Data Product Versioning
Data Product change examples
Breaking changes
You have a data product version 1.0.0 with 2 workloads (A, B), and 2 output ports (a file storage and a SQL view). Let's say you want to remove the output port file storage. Since consumers might depend on this output port, this is a "breaking change" ❌ thus requiring a new version of the data product. So we will need to:
- create a new data product version 2.0.0
- remove the undesired output port from version 2.0.0
- deploy the new data product (for the other components, since they were copied, but data was not, you have full control over what happens: for example, you can create a different bucket/directory while changing the version even if data hasn't changed)
- notify the consumers so they can set up a migration plan from 1.0.0 to 2.0.0
- maintain both version 1.0.0 and 2.0.0 up and running in parallel while there is at least one active consumer of version 1.0.0 (if there are no consumers of the SQL view output port, this could be immediate)
- when there are no more consumers for version 1.0.0, undeploy it
Non-breaking change
For the same data product 1.0.0 as in the previous scenario, but in this case for some mine internal reasons, you need to get rid of workload B. After you ensure that data at the output ports have no changes (breaking) concerning consumers, you can just simply edit the components accordingly, and release a minor change. Please note that an even less impacting component change could be removing a storage area, by definition since it is for internal use only.

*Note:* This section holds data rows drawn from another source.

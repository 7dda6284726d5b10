use crate::acme::object::{Nonce, Token};
use crate::crypto::keys::{RsaKeyPair, SignatureError};
use crate::crypto::sha256;
use base64::prelude::BASE64_URL_SAFE_NO_PAD;
use base64::Engine;
use serde::Serialize;
use url::Url;

#[derive(Debug, Serialize)]
pub struct ProtectedHeader {
    #[serde(rename = "alg")]
    algorithm: &'static str,
    #[serde(skip_serializing_if = "Nonce::is_empty")]
    pub nonce: Nonce,
    #[serde(rename = "url")]
    target_url: Url,
    #[serde(flatten)]
    key: KeyParameters,
}

impl ProtectedHeader {
    pub fn new(nonce: Nonce, target_url: Url, key: KeyParameters) -> Self {
        Self {
            algorithm: "RS256",
            nonce,
            target_url,
            key,
        }
    }
}

#[derive(Debug, Clone, Serialize, PartialEq, Eq)]
pub enum KeyParameters {
    /// Full public key, used until the CA has assigned an account URL.
    #[serde(rename = "jwk")]
    FullKey(JsonWebKeyRsa),
    /// Key id, i.e. the account URL, used for all requests after registration.
    #[serde(rename = "kid")]
    AccountUrl(Url),
}

#[derive(Debug, Clone, Serialize, PartialEq, Eq)]
pub struct JsonWebKeyRsa {
    #[serde(rename = "kty")]
    key_type: &'static str,
    #[serde(rename = "n")]
    modulus: String,
    #[serde(rename = "e")]
    exponent: String,
}

impl JsonWebKeyRsa {
    pub fn new(modulus: String, exponent: String) -> Self {
        Self {
            key_type: "RSA",
            modulus,
            exponent,
        }
    }
}

pub const EMPTY_PAYLOAD: Option<&()> = None;

/// A disposable ACME account key: an RSA keypair plus the JOSE parameters
/// derived from it. After registration the key carries the account URL and
/// signs with `kid` instead of the full `jwk`.
#[derive(Debug)]
pub struct AccountKey {
    keypair: RsaKeyPair,
    parameters: KeyParameters,
    thumbprint: String,
}

impl AccountKey {
    pub fn new(keypair: RsaKeyPair) -> Self {
        let (modulus, exponent) = keypair.public_components();
        let modulus = BASE64_URL_SAFE_NO_PAD.encode(modulus);
        let exponent = BASE64_URL_SAFE_NO_PAD.encode(exponent);
        let thumbprint = Self::compute_thumbprint(&modulus, &exponent);
        Self {
            keypair,
            parameters: KeyParameters::FullKey(JsonWebKeyRsa::new(modulus, exponent)),
            thumbprint,
        }
    }

    /// RFC7638 thumbprint. The digest is computed over a JSON object with
    /// lexicographically ordered members, so the serialization is done by
    /// hand rather than trusting serde_json's field order.
    fn compute_thumbprint(modulus: &str, exponent: &str) -> String {
        let fixed_serialization = format!(r#"{{"e":"{exponent}","kty":"RSA","n":"{modulus}"}}"#);
        BASE64_URL_SAFE_NO_PAD.encode(sha256(fixed_serialization.as_bytes()))
    }

    pub fn into_registered(self, account_url: Url) -> Self {
        Self {
            parameters: KeyParameters::AccountUrl(account_url),
            ..self
        }
    }

    pub fn parameters(&self) -> &KeyParameters {
        &self.parameters
    }

    pub fn thumbprint(&self) -> &str {
        &self.thumbprint
    }

    /// Key authorization string for a challenge token, per RFC8555 §8.1.
    pub fn key_authorization(&self, token: &Token) -> String {
        let thumbprint = &self.thumbprint;
        format!("{token}.{thumbprint}")
    }

    /// The value published in the `_acme-challenge` TXT record:
    /// base64url(SHA-256(key authorization)).
    pub fn dns01_challenge_value(&self, token: &Token) -> String {
        let key_authorization = self.key_authorization(token);
        BASE64_URL_SAFE_NO_PAD.encode(sha256(key_authorization.as_bytes()))
    }

    pub fn sign<T: Serialize>(
        &self,
        header: &ProtectedHeader,
        payload: Option<&T>,
    ) -> Result<FlattenedJws, SignatureError> {
        let protected = BASE64_URL_SAFE_NO_PAD.encode(serde_json::to_vec(header)?);
        let payload = match payload {
            Some(payload) => BASE64_URL_SAFE_NO_PAD.encode(serde_json::to_vec(payload)?),
            // POST-as-GET requests carry an empty payload
            None => String::new(),
        };
        let message = format!("{protected}.{payload}");
        let signature = self.keypair.sign(message.as_bytes())?;
        Ok(FlattenedJws {
            protected,
            payload,
            signature: BASE64_URL_SAFE_NO_PAD.encode(signature),
        })
    }
}

/// JWS in flattened JSON serialization, the shape ACME requests are POSTed in.
#[derive(Debug, Serialize)]
pub struct FlattenedJws {
    protected: String,
    payload: String,
    signature: String,
}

When adding a component, being an internal storage area as well as an output port, the change is always backward compatible, so it does not require a new version of the data product to be created.
Versioning
Now, let's take a moment to focus on the repositories and how they will be versioned and organized:
in each repository, we store all versions of an entity. For example, you may have a data product repository Customer
and two of its components' repositories: CustomerS3OutputPort
and CustomerSparkWorkload
. The repositories will have a branch called master
that represents the main branch for version 0, and other branches called release/1
, release/2
, etc that will act as main branches for other data product versions. These branches can be thought of as the main
branches of distinct repositories.
To better clarify this concept, when we talk about versioning we need to highlight two main concepts:
- entity version: the complete traditional version in the form “major.minor.patch”. All entities (so each component and the data product as well) have a distinct version that is related to the features it contains. The entity version can be found in the
catalog-info.yaml
files. - data product version: each data product version represents an independent data product, distinguishable by the major version number. Two data product versions of the same Data Product can be considered as two completely different data products. All components of a Data Product will share its data product version as the major number of their entity version. The data product version changes when breaking changes are introduced and are stored in separate branches.

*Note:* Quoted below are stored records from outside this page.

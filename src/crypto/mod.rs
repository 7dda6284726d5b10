pub mod jws;
pub mod keys;

pub const SHA256_LENGTH: usize = 32;

/// Computes the SHA2-256 digest over the provided byte slice.
pub fn sha256(input: &[u8]) -> [u8; SHA256_LENGTH] {
    use sha2::{Digest, Sha256};
    Sha256::digest(input).into()
}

Each data product version represents a Data Product: all the repositories (the data product one and the component ones) are part of it. To avoid having a new repository each time we create a new version of a data product, all repositories will have multiple release branches identified by the data product (major) version (e.g. release/1, release/2, etc). Each of those branches must be treated as the main
branch of that specific data product version, and once created will represent a completely independent component from the one before it. So, if you need to make a change to a component belonging to data product version 2.3.0, you should create a feature branch from that component repository at branch "release/2" and merge it back to it when completed. The master
branch represents version 0 of the data product and is not intended to be updated with features added to other data product versions.

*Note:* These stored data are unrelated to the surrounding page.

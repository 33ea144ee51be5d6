//! Field types for the two sides of a mapping.
//!
//! A [`PhysicalField`] is a field identifier embedded in a PDF document with
//! its document-native type tag. A [`LogicalField`] is an application-level,
//! semantically named data slot independent of any document format.

use serde::{Deserialize, Serialize};

/// Document-native type of a physical PDF field.
#[derive(Debug, Clone, Copy, PartialEq, Eq, Serialize, Deserialize)]
pub enum FieldKind {
    /// Free-text input (`/FT` tag `Tx`).
    Text,
    /// Button widget: checkbox or radio button (`/FT` tag `Btn`).
    Button,
    /// Choice widget: dropdown or list box (`/FT` tag `Ch`).
    Choice,
    /// Any other or missing type tag.
    Unknown,
}

impl FieldKind {
    /// Parses a PDF field type tag as reported by the inspection capability.
    ///
    /// Accepts the tag with or without the leading slash (`"Btn"` / `"/Btn"`).
    /// Unrecognized tags map to [`FieldKind::Unknown`] rather than failing:
    /// the tag only influences the default entry kind, never validity.
    #[must_use]
    pub fn from_type_tag(tag: &str) -> Self {
        match tag.trim().trim_start_matches('/') {
            "Tx" => Self::Text,
            "Btn" => Self::Button,
            "Ch" => Self::Choice,
            _ => Self::Unknown,
        }
    }

    /// Returns the canonical PDF type tag for display.
    #[must_use]
    pub fn type_tag(&self) -> &'static str {
        match self {
            Self::Text => "Tx",
            Self::Button => "Btn",
            Self::Choice => "Ch",
            Self::Unknown => "?",
        }
    }
}

/// A field embedded in the PDF document.
///
/// The name is unique, case-sensitive, and the source of truth for mapping
/// targets. Physical fields are loaded once per run and never mutated.
#[derive(Debug, Clone, PartialEq, Eq, Serialize, Deserialize)]
pub struct PhysicalField {
    /// Raw field name as it appears in the document.
    pub name: String,
    /// Document-native type.
    pub kind: FieldKind,
}

impl PhysicalField {
    /// Creates a physical field from a name and a raw type tag.
    pub fn new(name: impl Into<String>, type_tag: &str) -> Self {
        Self {
            name: name.into(),
            kind: FieldKind::from_type_tag(type_tag),
        }
    }
}

/// An application-level data slot, named by the form definition.
#[derive(Debug, Clone, PartialEq, Eq, PartialOrd, Ord, Serialize, Deserialize)]
pub struct LogicalField {
    /// Logical name, unique within a form definition.
    pub name: String,
}

impl LogicalField {
    /// Creates a logical field.
    pub fn new(name: impl Into<String>) -> Self {
        Self { name: name.into() }
    }
}

#[cfg(test)]
mod tests {
    use super::*;

    #[test]
    fn type_tags_parse() {
        assert_eq!(FieldKind::from_type_tag("Tx"), FieldKind::Text);
        assert_eq!(FieldKind::from_type_tag("/Btn"), FieldKind::Button);
        assert_eq!(FieldKind::from_type_tag(" Ch "), FieldKind::Choice);
        assert_eq!(FieldKind::from_type_tag("Sig"), FieldKind::Unknown);
        assert_eq!(FieldKind::from_type_tag(""), FieldKind::Unknown);
    }

    #[test]
    fn physical_field_keeps_raw_name() {
        let field = PhysicalField::new("First Name Business Name", "Tx");
        assert_eq!(field.name, "First Name Business Name");
        assert_eq!(field.kind, FieldKind::Text);
    }
}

In the future, we can think about removing the master branch in favor of a "release/0" to avoid confusion, but for the moment the master
branch must be treated as a release/0
branch. All release
branches must be treated as the main
branch of the data product of that version: you can always think of them as being different repositories, just grouped into a single one to avoid repositories proliferation.
This solution lets us define only a small set of repositories while maintaining the Git commit history for every one of them while granting consistency between the components version and release version. In the catalog, each data product and component version is seen as a completely different and independent repository, even if they are just different branches of the same repository to improve the developer experience.
A new data product version should be created only in case of compatibility-breaking changes. Initially, all repositories will have a main
branch (usually called master
) which represents version 0, and then all subsequent versions will have a dedicated release branch (release/1
, release/2
, etc). Inside these branches, we will define the specific component version in the catalog-info.yaml
(e.g. 1.0.0 for all entities initially, Data Product included). So a starting scenario could be: Data Product release version: 1, Customer
version = 1.0.0, CustomerS3OutputPort
version = 1.0.0, CustomerSparkIngestion
version = 1.0.0.
Each time a compatibility-breaking change is introduced in one component, we need to create a new data product version for the whole data product. This will result in the creation of a new release/2
branch in all the repositories. Each of those will contain an initial component version 2.0.0.
If we perform non-breaking changes, we will simply upgrade the version of the specific component we are editing (we will not change the release version). e.g. if you add a log in the Spark code of your CustomerSparkIngestion
it will simply update its minor (or patch in case of defects) version. This will not create a new dedicated release branch like what is done for new data product versions, but will simply commit to the current main
branch for the data product. So in this case we would have: data product version: 2, Customer
version = 2.0.0, CustomerS3OutputPort
version = 2.0.0, CustomerSparkIngestion
version = 2.1.0.
When an update draft release operation is performed, the system takes the current draft release of each repository of the selected release version, creates a descriptor by merging them, and stores it in the data product repository in a release
directory.